The U.S. public is evenly split in its view of the decision, according to a new survey by the Kaiser Family Foundation. Roughly half of Americans (49%) say they disapprove of the ruling, while a similar share (47%) approve. Neither side seems to feel more strongly than the other: Most people say they feel either “disappointed but not angry” (35%) or “satisfied but not enthusiastic” (35%), and fewer feel “angry” (12%) or “enthusiastic” (11%) about the ruling.

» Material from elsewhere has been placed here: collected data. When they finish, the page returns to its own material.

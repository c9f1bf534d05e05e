use crate::application::error::{AppError, AppResult};
use crate::application::ports::account_repository::AccountRepository;
use crate::application::use_cases::auth::password::{check_password_policy, hash_password};
use crate::application::use_cases::non_blank;
use crate::domain::accounts::{Account, NewAccount, Role};
use crate::domain::customers::{normalize_email, normalize_phone};

pub struct Register<'a, R: AccountRepository + ?Sized> {
    pub repo: &'a R,
}

#[derive(Debug, Clone, Default)]
pub struct RegisterRequest {
    pub name: Option<String>,
    pub email: Option<String>,
    pub phone: Option<String>,
    pub username: Option<String>,
    pub password: Option<String>,
    pub role: Option<String>,
}

impl<'a, R: AccountRepository + ?Sized> Register<'a, R> {
    /// `caller` is the signed-in account's role, if any. Without one only the
    /// first owner can be created; after that owners create every account.
    pub async fn execute(&self, caller: Option<Role>, req: &RegisterRequest) -> AppResult<Account> {
        let (Some(name), Some(email), Some(username), Some(password), Some(role)) = (
            non_blank(req.name.as_deref()),
            non_blank(req.email.as_deref()),
            non_blank(req.username.as_deref()),
            req.password.as_deref().filter(|p| !p.is_empty()),
            non_blank(req.role.as_deref()),
        ) else {
            return Err(AppError::validation(
                "name, email, username, password and role are required",
            ));
        };
        let role: Role = role.parse().map_err(AppError::Validation)?;
        match (caller, role) {
            (Some(Role::Owner), _) | (None, Role::Owner) => {}
            (Some(Role::Staff), _) => {
                return Err(AppError::Forbidden("only owners can create accounts".into()));
            }
            (None, Role::Staff) => {
                return Err(AppError::Unauthorized(
                    "sign in as an owner to create staff accounts".into(),
                ));
            }
        }
        let email = normalize_email(email)
            .map_err(AppError::Validation)?
            .ok_or_else(|| AppError::validation("email is required"))?;
        let phone = non_blank(req.phone.as_deref())
            .map(normalize_phone)
            .transpose()
            .map_err(AppError::Validation)?;
        check_password_policy(password).map_err(AppError::Validation)?;

        if self.repo.find_by_username(role, username).await?.is_some() {
            return Err(AppError::conflict("username is already registered"));
        }
        if self.repo.find_by_email(role, &email).await?.is_some() {
            return Err(AppError::conflict("email is already registered"));
        }

        let account = NewAccount {
            name: name.to_string(),
            email,
            username: username.to_string(),
            phone,
            password_hash: hash_password(password)?,
        };
        let created = match caller {
            Some(_) => self.repo.create(role, &account).await?,
            None => self.repo.create_first_owner(&account).await?.ok_or_else(|| {
                AppError::Unauthorized(
                    "an owner already exists; sign in as an owner to create accounts".into(),
                )
            })?,
        };
        tracing::info!(account_id = created.id, role = %role, "account_registered");
        Ok(created)
    }
}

Women are slightly more likely than men to disapprove of the Supreme Court’s decision (53% vs. 46%), but there are significantly bigger gaps between political parties and religious groups. Many more Democrats disapprove of the decision (70%) than Republicans (27%), and a far greater share of people with no religious affiliation disapprove of the Hobby Lobby ruling (67%) than do white evangelical Protestants (29%). Catholics, with 49% disapproving, and white mainline Protestants, 43% of whom disapprove, fall in between.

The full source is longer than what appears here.